Turkish intelligence official

Yavuz Ataç is a former Turkish intelligence official in the National Intelligence Organization (MIT), best known for his relationship with Alaattin Çakıcı. A former head of MIT Foreign Operations, he was "sent into exile" in Beijing on 24 October 1997, and recalled in August 1998. He was forced to resign not long after this, when it was discovered that he had provided Çakıcı with a red "government official" passport.

==Career==
According to Sedat Ergin of Hurriyet, "It was an open secret in Ankara that Ataç was the person who had "recruited" Çakici to MIT and served as his "liaison." ... According to sources close to the government, during an inquiry conducted in the past, Atac had reportedly admitted that MIT had provided Çakici with his first red passport in the early 1980s at a time Çakici was being used for certain activities directed against the Armenian militant organization ASALA in France." Ataç confirmed to a parliamentary commission in 2000 that Çakici had served MIT and had been answerable to him.

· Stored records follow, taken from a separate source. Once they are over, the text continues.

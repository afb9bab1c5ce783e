use crate::GraphModel;
use graphlens_core::PropertyMap;
use graphlens_events::{ALL_BUCKET, BucketStats, GraphStats};
use std::collections::BTreeMap;

fn record(buckets: &mut BTreeMap<String, BucketStats>, name: &str, properties: &PropertyMap) {
    let bucket = buckets.entry(name.to_string()).or_default();
    bucket.count += 1;
    for key in properties.keys() {
        bucket
            .properties
            .insert(key.to_string(), properties.type_of(key).to_string());
    }
}

/// Label and relationship type histograms of the whole model.
///
/// The `*` bucket of each histogram counts every node and every relationship.
pub fn graph_stats(model: &GraphModel) -> GraphStats {
    let mut stats = GraphStats::default();

    for node in model.nodes() {
        record(&mut stats.labels, ALL_BUCKET, &node.properties);
        for label in &node.labels {
            record(&mut stats.labels, label, &node.properties);
        }
    }

    for rel in model.relationships() {
        record(&mut stats.rel_types, ALL_BUCKET, &rel.properties);
        record(&mut stats.rel_types, &rel.rel_type, &rel.properties);
    }

    stats
}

Ataç was "sent into exile" in Beijing on 24 October 1997. In discussions between Çakıcı and businessman Erol Evcil it was made clear that Ataç should be appointed to a higher position in MIT - possibly his old post as Head of Foreign Operations.

Alaattin Çakıcı was apprehended in France in August 1998 carrying a red "government official" passport issued by Ataç at the Turkish Embassy in Beijing. Ataç was recalled to Ankara shortly afterwards. Atac said he had had the passport delivered to Cakici in Malaysia. Ataç had also spoken to Cakici and tried to help him evade capture.

After these events became public, the wife of Mehmet Eymür told the press that MIT undersecretary Senkal Atasagun had sent Çakıcı abroad with Ataç to conduct operations. She also said that "My husband [Mehmet Eymur] repeatedly requested that Yavuz Atac be dismissed from MIT for his involvement with the underworld. Yavuz Ataç is a representative of the crime world within MIT who continuously provided information to Çakici."

Çakıcı had allegedly threatened the Prime Minister, if he did not return Ataç from China and appoint him head of MIT.

"Mehmet Cemal Kulaksizoglu was found to be the mastermind behind the Akın Birdal assassination attempt and is known to be involved in activities for the revitalization of the illegal Turkish Revenge Brigade (TIT). Semih Tufan Gulaltay, one of the gang leaders involved in the Akın Birdal assassination attempt, stated at the court hearing that Kulaksizoglu maintained close cooperation with a MIT member named Yavuz Ataç. "Kulaksizoglu often went to Beijing to visit Yavuz Ataç," disclosed Gulaltay. Another fugitive, Oya Kaya, once told the police that her boyfriend, Kulaksizoglu, is so loyal to Atac that he would not hesitate to kill his own children if Atac requested him to do so." " ..."In accordance with Avci's statements, Nurullah Tevfik Agansoy's escape was organized by MIT officer Yavuz Ataç"

In 2010 Ataç testified in the trial of Hanefi Avcı, as Avcı had wiretapped Ataç among others. In 2011 he testified to a prosecutor investigating extrajudicial killings in the 1990s, including the Susurluk scandal.